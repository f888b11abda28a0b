//! Error types for tagfs

use thiserror::Error;

#[derive(Error, Debug)]
pub enum TagError {
    #[error("not found: {0}")]
    NotFound(String),

    #[error("already exists: {0}")]
    Exists(String),

    #[error("tag still applies to files: {0}")]
    NotEmpty(String),

    #[error("illegal name: {0}")]
    IllegalName(String),

    #[error("invalid operation: {0}")]
    Invalid(String),

    #[error("not supported: {0}")]
    Unsupported(&'static str),

    #[error("permission denied: {0}")]
    Denied(String),

    #[error("database error: {0}")]
    Database(#[from] rusqlite::Error),

    #[error("codec error: {0}")]
    Codec(#[from] serde_json::Error),

    #[error("IO error: {0}")]
    Io(#[from] std::io::Error),

    #[error("state error: {0}")]
    State(String),
}

impl TagError {
    /// The errno handed back through the FUSE reply for this error.
    pub fn errno(&self) -> i32 {
        match self {
            TagError::NotFound(_) => libc::ENOENT,
            TagError::Exists(_) => libc::EEXIST,
            TagError::NotEmpty(_) => libc::ENOTEMPTY,
            TagError::IllegalName(_) | TagError::Invalid(_) => libc::EINVAL,
            TagError::Unsupported(_) => libc::ENOSYS,
            TagError::Denied(_) => libc::EACCES,
            TagError::Io(e) => match e.kind() {
                std::io::ErrorKind::NotFound => libc::ENOENT,
                std::io::ErrorKind::PermissionDenied => libc::EACCES,
                _ => libc::EIO,
            },
            TagError::Database(_) | TagError::Codec(_) | TagError::State(_) => libc::EIO,
        }
    }
}

pub type Result<T> = std::result::Result<T, TagError>;
//! Path components and the name grammar.
//!
//! Every path below the mount is an ordered list of tags, optionally ending
//! in a file name. Directories never exist on their own, so parsing is pure
//! string work against the grammar; resolution happens in the engine.

use std::ffi::OsStr;

use crate::error::{Result, TagError};

/// Rename destination that deletes an empty tag. SMB clients and some file
/// managers cannot issue rmdir against a projected directory, so dragging a
/// tag onto this name is the escape hatch.
pub const DELETE_SENTINEL: &str = "..deleteme";

/// Normalize one path component as handed over by the kernel.
///
/// The leading dot is a presentation artifact (hidden entries are fully
/// accessible by either name), so a single one is stripped before lookup.
/// The delete sentinel is the one literal exception.
pub fn component(name: &OsStr) -> Result<String> {
    let name = name
        .to_str()
        .ok_or_else(|| TagError::IllegalName("not valid UTF-8".into()))?;
    Ok(strip_presentation_dot(name).to_string())
}

pub fn strip_presentation_dot(name: &str) -> &str {
    if name == DELETE_SENTINEL {
        return name;
    }
    name.strip_prefix('.').unwrap_or(name)
}

/// Name grammar, enforced on create/mkdir/rename destinations.
///
/// Names are UTF-8 by the time they reach here; they must be non-empty, free
/// of `/` and NUL, not `.` or `..`, and must not begin or end with a dot.
pub fn validate_name(name: &str) -> Result<()> {
    if name.is_empty() || name == "." || name == ".." {
        return Err(TagError::IllegalName(name.to_string()));
    }
    if name.contains('/') || name.contains('\0') {
        return Err(TagError::IllegalName(name.to_string()));
    }
    if name.starts_with('.') || name.ends_with('.') {
        return Err(TagError::IllegalName(name.to_string()));
    }
    Ok(())
}

/// Parse an absolute path rooted at the mount into ordered components.
/// Empty segments and trailing slashes are discarded.
pub fn parse(path: &str) -> Vec<String> {
    path.split('/')
        .filter(|s| !s.is_empty())
        .map(|s| strip_presentation_dot(s).to_string())
        .collect()
}

#[cfg(test)]
mod tests {
    use super::*;

    #[test]
    fn parse_splits_and_strips() {
        assert_eq!(parse("/"), Vec::<String>::new());
        assert_eq!(parse("/a/b/"), vec!["a", "b"]);
        assert_eq!(parse("//a///b"), vec!["a", "b"]);
        assert_eq!(parse("/.hidden/file"), vec!["hidden", "file"]);
    }

    #[test]
    fn sentinel_survives_normalization() {
        assert_eq!(strip_presentation_dot("..deleteme"), "..deleteme");
        assert_eq!(strip_presentation_dot(".name"), "name");
        assert_eq!(strip_presentation_dot("..name"), ".name");
    }

    #[test]
    fn grammar_rejects_dotted_and_reserved() {
        assert!(validate_name("ticket.pdf").is_ok());
        assert!(validate_name("peru2018").is_ok());
        assert!(validate_name("").is_err());
        assert!(validate_name(".").is_err());
        assert!(validate_name("..").is_err());
        assert!(validate_name(".hidden").is_err());
        assert!(validate_name("trailing.").is_err());
        assert!(validate_name("a/b").is_err());
        assert!(validate_name("nul\0byte").is_err());
        // Sentinel is only legal as a rename destination, which is checked
        // before the grammar runs.
        assert!(validate_name(DELETE_SENTINEL).is_err());
    }
}
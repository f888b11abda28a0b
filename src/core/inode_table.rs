//! Inode bookkeeping for the kernel side.
//!
//! The kernel speaks inodes; the engine speaks ordered component paths.
//! This table hands out a stable inode per distinct component path and
//! answers the reverse question. Entries are never evicted: the kernel may
//! hold an inode for as long as it likes, and a path that stopped meaning
//! anything simply fails to resolve on its next use.

use std::sync::atomic::{AtomicU64, Ordering};

use dashmap::DashMap;

/// FUSE convention: inode 1 is the mount root.
pub const ROOT_INO: u64 = 1;

#[derive(Debug)]
pub struct InodeTable {
    next: AtomicU64,
    by_path: DashMap<Vec<String>, u64>,
    by_ino: DashMap<u64, Vec<String>>,
}

impl InodeTable {
    pub fn new() -> Self {
        let table = Self {
            next: AtomicU64::new(ROOT_INO + 1),
            by_path: DashMap::new(),
            by_ino: DashMap::new(),
        };
        table.by_path.insert(Vec::new(), ROOT_INO);
        table.by_ino.insert(ROOT_INO, Vec::new());
        table
    }

    /// Inode for a component path, assigning a fresh one on first sight.
    pub fn assign(&self, components: &[String]) -> u64 {
        if let Some(ino) = self.by_path.get(components) {
            return *ino;
        }
        let ino = *self
            .by_path
            .entry(components.to_vec())
            .or_insert_with(|| self.next.fetch_add(1, Ordering::SeqCst));
        self.by_ino.entry(ino).or_insert_with(|| components.to_vec());
        tracing::trace!("[InodeTable] {:?} -> {}", components, ino);
        ino
    }

    pub fn components(&self, ino: u64) -> Option<Vec<String>> {
        self.by_ino.get(&ino).map(|c| c.clone())
    }
}

impl Default for InodeTable {
    fn default() -> Self {
        Self::new()
    }
}

#[cfg(test)]
mod tests {
    use super::*;

    fn comps(parts: &[&str]) -> Vec<String> {
        parts.iter().map(|s| s.to_string()).collect()
    }

    #[test]
    fn root_is_preassigned() {
        let table = InodeTable::new();
        assert_eq!(table.assign(&[]), ROOT_INO);
        assert_eq!(table.components(ROOT_INO), Some(Vec::new()));
    }

    #[test]
    fn assignment_is_stable_and_order_sensitive() {
        let table = InodeTable::new();
        let ab = table.assign(&comps(&["a", "b"]));
        let ba = table.assign(&comps(&["b", "a"]));
        assert_eq!(ab, table.assign(&comps(&["a", "b"])));
        // Same query, different spelling: the kernel sees distinct dentries.
        assert_ne!(ab, ba);
        assert_eq!(table.components(ab), Some(comps(&["a", "b"])));
    }
}
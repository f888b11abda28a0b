pub mod inode_table;
pub mod path;
pub mod permissions;
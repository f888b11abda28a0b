//! Mount-wide shared state.
//!
//! One mounted instance per process: the store handle, the tag index, the
//! content directory and the open-handle table, all behind a single
//! readers-writer lock. Reads take it shared, mutations exclusive; that is
//! conservative but rules out every read-after-mutation anomaly the
//! dot-hiding rules would otherwise expose.

use std::collections::{HashMap, HashSet};
use std::path::Path;
use std::sync::{Arc, Mutex, RwLock};
use std::time::SystemTime;

use crate::content::ContentStore;
use crate::core::permissions::Identity;
use crate::engine::index::{FileId, TagIndex};
use crate::error::Result;
use crate::storage::Store;

/// Open handle bookkeeping. `unlink` on an open file defers the physical
/// object deletion until the last handle goes away.
#[derive(Debug, Default)]
pub struct HandleTable {
    open: HashMap<FileId, usize>,
    doomed: HashSet<FileId>,
}

impl HandleTable {
    pub fn acquire(&mut self, id: FileId) {
        *self.open.entry(id).or_insert(0) += 1;
    }

    /// Drop one handle. Returns true when the object should be physically
    /// removed now (it was unlinked while open and this was the last handle).
    pub fn release(&mut self, id: FileId) -> bool {
        match self.open.get_mut(&id) {
            Some(count) if *count > 1 => {
                *count -= 1;
                false
            }
            Some(_) => {
                self.open.remove(&id);
                self.doomed.remove(&id)
            }
            None => self.doomed.remove(&id),
        }
    }

    pub fn is_open(&self, id: FileId) -> bool {
        self.open.contains_key(&id)
    }

    /// Mark an unlinked-while-open file for deletion on last release.
    pub fn doom(&mut self, id: FileId) {
        self.doomed.insert(id);
    }
}

/// Everything behind the mount's readers-writer lock.
pub struct MountState {
    pub store: Store,
    pub index: TagIndex,
    pub content: ContentStore,
    pub handles: Mutex<HandleTable>,
    pub mount_time: SystemTime,
    pub identity: Identity,
}

pub type SharedState = Arc<RwLock<MountState>>;

impl MountState {
    /// Open the store under the datastore root and rebuild the tag index.
    pub fn open(datastore: &Path) -> Result<Self> {
        let store = Store::open(datastore)?;
        let (entries, markers) = store.load()?;
        let index = TagIndex::rebuild(entries, markers);
        let content = ContentStore::new(store.object_root());
        tracing::info!(
            "[State] Index rebuilt: {} files, {} tags",
            index.file_count(),
            index.tag_count()
        );
        Ok(Self {
            store,
            index,
            content,
            handles: Mutex::new(HandleTable::default()),
            mount_time: SystemTime::now(),
            identity: Identity::capture(),
        })
    }
}
//! tagfs: a tag-projection filesystem.
//!
//! Files carry tags; every path below the mount is read as an ordered list
//! of tags, and directories are projections of the tag graph computed on the
//! fly. The crate splits into:
//! - `drive` (FUSE loop - thin dispatcher, no semantics)
//! - `engine` (tag index, query matching, visibility projection)
//! - `planner` (mutations as store transactions)
//! - `storage` + `content` (sqlite catalog and the object directory)

pub mod content;
pub mod core;
pub mod drive;
pub mod engine;
pub mod error;
pub mod planner;
pub mod state;
pub mod storage;

pub use drive::TagDrive;
pub use engine::index::{FileEntry, FileId};
pub use error::{Result, TagError};
pub use state::{MountState, SharedState};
====================
> _Try it_
The reply must be a number and nothing more: the count of lines above that contain the word "DashMap".

> _Your solution_
5